Donc, la nature des relations algéro-espagnoles interdisent toute infraction de ce genre. En clair, «tous les volumes expédiés d’Algérie doivent être consommés en Espagne. Libre aux énergéticiens espagnols de spéculer, faire des opérations d’arbitrage ou de couverture contre le risque pris en achetant et revendant des volumes spot au plus offrant. Les volumes algériens ne peuvent être concernés par ces transactions», explique l’énergéticien.
Ceci entraînant cela, l’accord maroco-espagnole permet au Maroc d’acquérir du gaz naturel liquéfié (GNL) sur les marchés internationaux, le faire livrer dans une usine de regazéification de l’Espagne péninsulaire et utiliser le GME pour l’acheminer vers son territoire. Cette solution sera confrontée à de nombreux problèmes, à leur tête «la contrainte de temps», souligne Dr. Preure.
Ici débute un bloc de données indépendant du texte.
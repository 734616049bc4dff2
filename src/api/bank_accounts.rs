//! Bank account handlers

use crate::database::bank_account_repository::{BankAccount, BankAccountInput};
use crate::database::repository::Repository;
use crate::error::{AppError, DomainError, ValidationError};
use crate::state::AppState;
use axum::{
    extract::{Path, State},
    http::StatusCode,
    response::IntoResponse,
    Json,
};
use serde::Deserialize;
use serde_json::json;
use uuid::Uuid;

#[derive(Debug, Deserialize)]
pub struct BankAccountRequest {
    pub bank_name: String,
    pub account_title: String,
    pub account_number: String,
    pub iban: Option<String>,
    #[serde(default = "default_active")]
    pub is_active: bool,
}

fn default_active() -> bool {
    true
}

impl BankAccountRequest {
    fn into_input(self) -> Result<BankAccountInput, AppError> {
        for (field, value) in [
            ("bank_name", &self.bank_name),
            ("account_title", &self.account_title),
            ("account_number", &self.account_number),
        ] {
            if value.trim().is_empty() {
                return Err(ValidationError::MissingField {
                    field: field.to_string(),
                }
                .into());
            }
        }
        Ok(BankAccountInput {
            bank_name: self.bank_name,
            account_title: self.account_title,
            account_number: self.account_number,
            iban: self.iban,
            is_active: self.is_active,
        })
    }
}

pub async fn create_bank_account(
    State(state): State<AppState>,
    Json(payload): Json<BankAccountRequest>,
) -> Result<impl IntoResponse, AppError> {
    let input = payload.into_input()?;
    let account = state.bank_accounts.create(&input).await?;

    state
        .audit
        .record(
            "bank_account.created",
            "bank_account",
            Some(&account.id.to_string()),
            json!({ "bank_name": account.bank_name }),
        )
        .await;

    Ok((StatusCode::CREATED, Json(account)))
}

pub async fn list_bank_accounts(
    State(state): State<AppState>,
) -> Result<Json<Vec<BankAccount>>, AppError> {
    Ok(Json(state.bank_accounts.find_all().await?))
}

pub async fn get_bank_account(
    State(state): State<AppState>,
    Path(id): Path<Uuid>,
) -> Result<Json<BankAccount>, AppError> {
    let account = state
        .bank_accounts
        .find(id)
        .await?
        .ok_or_else(|| DomainError::BankAccountNotFound {
            account_id: id.to_string(),
        })?;
    Ok(Json(account))
}

pub async fn update_bank_account(
    State(state): State<AppState>,
    Path(id): Path<Uuid>,
    Json(payload): Json<BankAccountRequest>,
) -> Result<Json<BankAccount>, AppError> {
    let input = payload.into_input()?;
    let account = state.bank_accounts.update(id, &input).await?;

    state
        .audit
        .record(
            "bank_account.updated",
            "bank_account",
            Some(&id.to_string()),
            json!({ "is_active": account.is_active }),
        )
        .await;

    Ok(Json(account))
}

pub async fn delete_bank_account(
    State(state): State<AppState>,
    Path(id): Path<Uuid>,
) -> Result<impl IntoResponse, AppError> {
    if !state.bank_accounts.delete(&id.to_string()).await? {
        return Err(DomainError::BankAccountNotFound {
            account_id: id.to_string(),
        }
        .into());
    }

    state
        .audit
        .record(
            "bank_account.deleted",
            "bank_account",
            Some(&id.to_string()),
            json!({}),
        )
        .await;

    Ok(StatusCode::NO_CONTENT)
}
«Inverser le flux gazier demande du temps et de l’investissement, chose dont ne semble pas disposer le Maroc pour satisfaire ses besoins immédiats en gaz naturel», après la décision algérienne en octobre dernier de ne plus exporter son gaz via le GME. On aura ainsi déduit que si le Maroc peut assurer la satisfaction de ses besoins gaziers, ça sera au prix fort. Le temps où il bénéficiait de près d’un milliard de m3 de gaz algérien, dont une partie gratuite, au titre des droits de passage, et une autre au prix contractuel, préférentiel, est fini. Aujourd’hui, il devra faire avec une demande asiatique très forte qui tire les prix vers le haut. Il n’a d’autres choix que de suivre cette courbe haussière. «Le Maroc a-t-il les moyens, et à quel prix livrera-t-il ce gaz au client final ?», s’interroge l’expert. Son interrogation est d’autant plus légitime que les clients finaux qui sont les foyers marocains et les unités de productions ne pourront jamais suivre le rythme, les premiers en raison d’un pouvoir d’achat déjà dégradé et les seconds eu égard au facteur de production qu’est l’énergie et qui fera flamber les prix des produits usinés au Maroc. La boucle est ainsi bouclée. Le Makhzen n’a pas fini de digérer ses décisions farfelues.